Improvements in internal combustion engine efficiency can be achieved with proper thermal management. In this work, a simulation tool for the preliminary analysis of the engine cooling control is developed and a model-based controller, which enforces the coolant flow rate by means of an electrically driven pump is presented. The controller optimizes the coolant flow rate under each engine operating condition to guarantee that the engine temperatures and the coolant boiling levels are kept inside prescribed constraints, which guarantees efficient and safe engine operation. The methodology is validated at the experimental test rig. Several control strategies are analyzed during a standard homologation cycle and a comparison of the proposed methodology and the adoption of the standard belt-driven pump is provided. The results show that, according to the control strategy requirements, a fuel consumption reduction of up to about 8% with respect to the traditional cooling system can be achieved over a whole driving cycle.

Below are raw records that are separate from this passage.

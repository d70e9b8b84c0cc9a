#![deny(unsafe_code)]
#![deny(missing_docs)]
#![deny(rustdoc::broken_intra_doc_links)]

//! # Overview
//!
//! `logging` provides scoped, leveled loggers whose severities can be routed
//! to separate destinations. Every logger carries a scope label that is
//! written on each line, a [`LevelMask`] deciding which records are kept,
//! and one [`Writer`] per severity.
//!
//! # Design
//!
//! - [`LevelMask`] is a bit-set over `TRACE`, thirty-two debug sub-levels,
//!   `INFO`, `WARN`, and `ERROR`. Plain severities are tested by
//!   intersection; debug sub-levels are tested against a ceiling so that a
//!   mask opening `DEBUG3` also admits `DEBUG4` and above.
//! - [`ScopedLogger`] formats outside its lock and writes under it. When
//!   `TRACE` is enabled every accepted record is also mirrored to the trace
//!   handle, carrying the record's own severity tag.
//! - Failures of a logger's own writes are reported through an injected
//!   [`Diagnostics`] channel, by default the console logger returned by
//!   [`diagnostics::shared`].
//! - The [`Log`] trait and the `*_log!` macros let call sites skip argument
//!   formatting entirely when a level is closed.
//!
//! # Invariants
//!
//! - A closed level performs no formatting and no write.
//! - A record whose primary handle is also the trace handle is written once.
//! - Records are attributed to the caller's file and line through
//!   `#[track_caller]`, independent of how many logging frames sit between.
//!
//! # Errors
//!
//! Logging calls never return errors. Level specs report
//! [`LevelParseError`]; builders report [`BuildError`] when a severity has no
//! handle.
//!
//! # Examples
//!
//! ```
//! use std::sync::{Arc, Mutex};
//! use logging::{Diagnostics, LevelMask, ScopedLogger, Writer, info_log};
//!
//! let buffer: Arc<Mutex<Vec<u8>>> = Arc::new(Mutex::new(Vec::new()));
//! let destination: Arc<dyn Writer> = buffer.clone();
//! let logger = ScopedLogger::console_mirrored(
//!     destination,
//!     "INFO|WARN|ERROR".parse::<LevelMask>()?,
//!     "API",
//!     Diagnostics::Disabled,
//! );
//! logger.set_level("INFO|WARN|ERROR".parse()?);
//!
//! info_log!(logger, "served {} requests", 3);
//!
//! let text = String::from_utf8(buffer.lock().unwrap().clone())?;
//! assert!(text.ends_with("[INFO ] API served 3 requests\n"));
//! # Ok::<(), Box<dyn std::error::Error>>(())
//! ```
//!
//! # See also
//!
//! - `logging-sink` for a size- and schedule-rotating file [`Writer`].

pub mod diagnostics;
mod levels;
mod line;
mod log;
mod macros;
mod scoped;
#[cfg(feature = "tracing")]
mod tracing_bridge;
mod writer;

pub use diagnostics::Diagnostics;
pub use levels::{
    DEBUG_SUB_LEVELS, LEVEL_SEPARATOR, Level, LevelMask, LevelParseError, Severity,
};
pub use line::{Callsite, FORMAT_ERROR_MARKER, now, prefix};
pub use log::Log;
pub use scoped::{BuildError, ScopedLogger, ScopedLoggerBuilder};
#[cfg(feature = "tracing")]
pub use tracing_bridge::{ScopedLayer, install_tracing, install_tracing_with_filter};
pub use writer::{Stderr, Stdout, Writer, same_writer, stderr, stdout};
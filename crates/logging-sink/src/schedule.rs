//! crates/logging-sink/src/schedule.rs
//! Delay until the next scheduled rotation.

use std::time::Duration;

use time::format_description::FormatItem;
use time::macros::format_description;
use time::{OffsetDateTime, Time};

use crate::constraints::{Schedule, ScheduleKind};
use crate::error::SinkError;

const TIME_OF_DAY: &[FormatItem<'static>] =
    format_description!("[hour padding:zero]:[minute padding:zero]:[second padding:zero]");

/// Computes how long after `now` the next scheduled rotation is due.
///
/// Daily schedules aim at the configured time of day on `now`'s date and
/// move to the following day once that moment has passed. Duration
/// schedules always return their interval. `None` means no timer should be
/// armed: the schedule kind is unrecognised or the delay is zero.
///
/// # Errors
///
/// Returns [`SinkError::InvalidTimeOfDay`] or [`SinkError::InvalidDuration`]
/// when the schedule parameter cannot be parsed.
///
/// # Examples
///
/// ```
/// use std::time::Duration;
/// use logging_sink::{Schedule, next_delay};
/// use time::macros::datetime;
///
/// let now = datetime!(2024-05-01 23:00:00 UTC);
/// let delay = next_delay(&Schedule::daily("01:30:00"), now)?;
/// assert_eq!(delay, Some(Duration::from_secs(150 * 60)));
/// # Ok::<(), logging_sink::SinkError>(())
/// ```
pub fn next_delay(schedule: &Schedule, now: OffsetDateTime) -> Result<Option<Duration>, SinkError> {
    let delay = match schedule.kind() {
        ScheduleKind::None => return Ok(None),
        ScheduleKind::Daily => until_time_of_day(&schedule.parameter, now)?,
        ScheduleKind::Duration => humantime::parse_duration(schedule.parameter.trim()).map_err(
            |source| SinkError::InvalidDuration {
                value: schedule.parameter.clone(),
                source,
            },
        )?,
    };

    Ok((!delay.is_zero()).then_some(delay))
}

fn until_time_of_day(parameter: &str, now: OffsetDateTime) -> Result<Duration, SinkError> {
    let time_of_day =
        Time::parse(parameter.trim(), TIME_OF_DAY).map_err(|source| SinkError::InvalidTimeOfDay {
            value: parameter.to_owned(),
            source,
        })?;

    let mut target = now.replace_time(time_of_day);
    if now > target {
        target += time::Duration::DAY;
    }

    Ok(Duration::try_from(target - now).unwrap_or_default())
}
//! src/factory.rs
//!
//! Builds one [`RotatingSink`] from configuration and hands out
//! [`ScopedLogger`]s that share it.

use std::sync::Arc;

use logging::{Diagnostics, LevelMask, LevelParseError, ScopedLogger, Writer};
use logging_sink::{RotatingSink, SinkConstraints, SinkError};
use thiserror::Error;

/// Level spec applied when the configuration does not name one.
pub const DEFAULT_LEVEL: &str = "INFO|WARN|ERROR";

/// Everything a [`LoggerFactory`] needs: the level spec shared by every
/// logger it creates and the constraints of the file they write to.
#[derive(Clone, Debug, PartialEq, Eq)]
#[cfg_attr(feature = "serde", derive(serde::Serialize, serde::Deserialize))]
#[cfg_attr(feature = "serde", serde(default))]
pub struct FactoryConfig {
    /// `|`-delimited level names, e.g. `"DEBUG2|INFO|WARN|ERROR"`.
    pub level: String,
    /// Where and how the shared file rotates.
    pub sink: SinkConstraints,
}

impl Default for FactoryConfig {
    fn default() -> Self {
        Self {
            level: DEFAULT_LEVEL.to_owned(),
            sink: SinkConstraints::default(),
        }
    }
}

impl FactoryConfig {
    /// Creates a configuration from a level spec and sink constraints.
    #[must_use]
    pub fn new(level: impl Into<String>, sink: SinkConstraints) -> Self {
        Self {
            level: level.into(),
            sink,
        }
    }
}

/// Failures while building a [`LoggerFactory`].
#[derive(Debug, Error)]
pub enum FactoryError {
    /// The level spec named an unknown or malformed level.
    #[error("invalid log level: {0}")]
    Level(#[from] LevelParseError),

    /// The shared sink could not be created.
    #[error("failed to open log sink: {0}")]
    Sink(#[from] SinkError),
}

/// Hands out scoped loggers over one shared rotating file.
///
/// Every logger created by the factory writes non-trace records to the
/// shared sink, binds trace to standard output (so each record is also
/// mirrored there), and starts from the factory's level mask. Logging entry
/// points are `#[track_caller]`, so lines are attributed to the code that
/// called the logger, not to the factory.
///
/// # Examples
///
/// ```
/// use scoped_log::{FactoryConfig, LoggerFactory};
/// use scoped_log::sink::SinkConstraints;
///
/// let dir = tempfile::tempdir()?;
/// let config = FactoryConfig::new("INFO|ERROR", SinkConstraints::new(dir.path(), "app.log"));
/// let factory = LoggerFactory::new(&config)?;
///
/// let db = factory.new_logger("db");
/// assert_eq!(db.scope(), "DB");
/// db.info("connected");
/// assert!(factory.sink().size() > 0);
/// # Ok::<(), Box<dyn std::error::Error>>(())
/// ```
pub struct LoggerFactory {
    sink: RotatingSink,
    destination: Arc<dyn Writer>,
    level: LevelMask,
    diagnostics: Diagnostics,
}

impl LoggerFactory {
    /// Parses the level spec and opens the shared sink, reporting through
    /// the process-wide diagnostic logger.
    ///
    /// # Errors
    ///
    /// Returns [`FactoryError::Level`] for a bad level spec and
    /// [`FactoryError::Sink`] when the sink cannot be created. The level is
    /// parsed first, so a bad spec never touches the filesystem.
    pub fn new(config: &FactoryConfig) -> Result<Self, FactoryError> {
        Self::with_diagnostics(config, Diagnostics::Shared)
    }

    /// Like [`new`](Self::new), with an explicit diagnostics channel for the
    /// sink and every logger.
    ///
    /// # Errors
    ///
    /// See [`new`](Self::new).
    pub fn with_diagnostics(
        config: &FactoryConfig,
        diagnostics: Diagnostics,
    ) -> Result<Self, FactoryError> {
        let level: LevelMask = config.level.parse()?;
        let sink = RotatingSink::with_diagnostics(config.sink.clone(), diagnostics.clone())?;
        let destination: Arc<dyn Writer> = Arc::new(sink.clone());
        Ok(Self {
            sink,
            destination,
            level,
            diagnostics,
        })
    }

    /// Returns a logger labelled with the upper-cased `scope`.
    #[must_use]
    pub fn new_logger(&self, scope: &str) -> ScopedLogger {
        ScopedLogger::console_mirrored(
            Arc::clone(&self.destination),
            self.level,
            scope.to_uppercase(),
            self.diagnostics.clone(),
        )
    }

    /// The sink shared by every logger.
    #[must_use]
    pub const fn sink(&self) -> &RotatingSink {
        &self.sink
    }

    /// The level mask new loggers start from, before trace is added.
    #[must_use]
    pub const fn level(&self) -> LevelMask {
        self.level
    }
}

impl std::fmt::Debug for LoggerFactory {
    fn fmt(&self, f: &mut std::fmt::Formatter<'_>) -> std::fmt::Result {
        f.debug_struct("LoggerFactory")
            .field("sink", &self.sink)
            .field("level", &self.level)
            .field("diagnostics", &self.diagnostics)
            .finish_non_exhaustive()
    }
}
//! crates/logging-sink/src/error.rs
//! Errors raised while building or rotating a [`RotatingSink`](crate::RotatingSink).

use std::io;
use std::path::PathBuf;

/// Failure of a rotating sink operation.
#[derive(Debug, thiserror::Error)]
pub enum SinkError {
    /// The log directory could not be created.
    #[error("failed to create log directory {path}: {source}")]
    CreateDirectory {
        /// Directory that was being created.
        path: PathBuf,
        /// Underlying I/O error.
        #[source]
        source: io::Error,
    },

    /// The log directory could not be listed.
    #[error("failed to read log directory {path}: {source}")]
    ReadDirectory {
        /// Directory that was being listed.
        path: PathBuf,
        /// Underlying I/O error.
        #[source]
        source: io::Error,
    },

    /// A new log file could not be created.
    #[error("failed to create log file {path}: {source}")]
    CreateFile {
        /// File that was being created.
        path: PathBuf,
        /// Underlying I/O error.
        #[source]
        source: io::Error,
    },

    /// The file-name pattern is not a valid time format description.
    #[error("invalid log file name pattern '{pattern}': {source}")]
    InvalidFileNamePattern {
        /// Pattern as configured.
        pattern: String,
        /// Parser diagnostic.
        #[source]
        source: time::error::InvalidFormatDescription,
    },

    /// The file-name pattern could not be applied to the current time.
    #[error("failed to format log file name from '{pattern}': {source}")]
    FormatFileName {
        /// Pattern as configured.
        pattern: String,
        /// Formatter diagnostic.
        #[source]
        source: time::error::Format,
    },

    /// A daily schedule's time of day is not `HH:MM:SS`.
    #[error("invalid time of day '{value}': {source}")]
    InvalidTimeOfDay {
        /// Parameter as configured.
        value: String,
        /// Parser diagnostic.
        #[source]
        source: time::error::Parse,
    },

    /// A duration schedule's interval could not be parsed.
    #[error("invalid rotation interval '{value}': {source}")]
    InvalidDuration {
        /// Parameter as configured.
        value: String,
        /// Parser diagnostic.
        #[source]
        source: humantime::DurationError,
    },

    /// The previous rotation failed, so there is no file to append to.
    #[error("no log file is open")]
    NoActiveFile,

    /// A thread panicked while holding the sink's lock.
    #[error("rotating sink lock poisoned")]
    Poisoned,
}

impl From<SinkError> for io::Error {
    fn from(error: SinkError) -> Self {
        Self::other(error)
    }
}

This proves that the proposed methodology is a useful tool for appropriately cooling the engine under the whole range of possible operating conditions.

Suggested Citation

  • Teresa Castiglione & Pietropaolo Morrone & Luigi Falbo & Diego Perrone & Sergio Bova, 2020. "Application of a Model-Based Controller for Improving Internal Combustion Engines Fuel Economy," Energies, MDPI, vol. 13(5), pages 1-22, March.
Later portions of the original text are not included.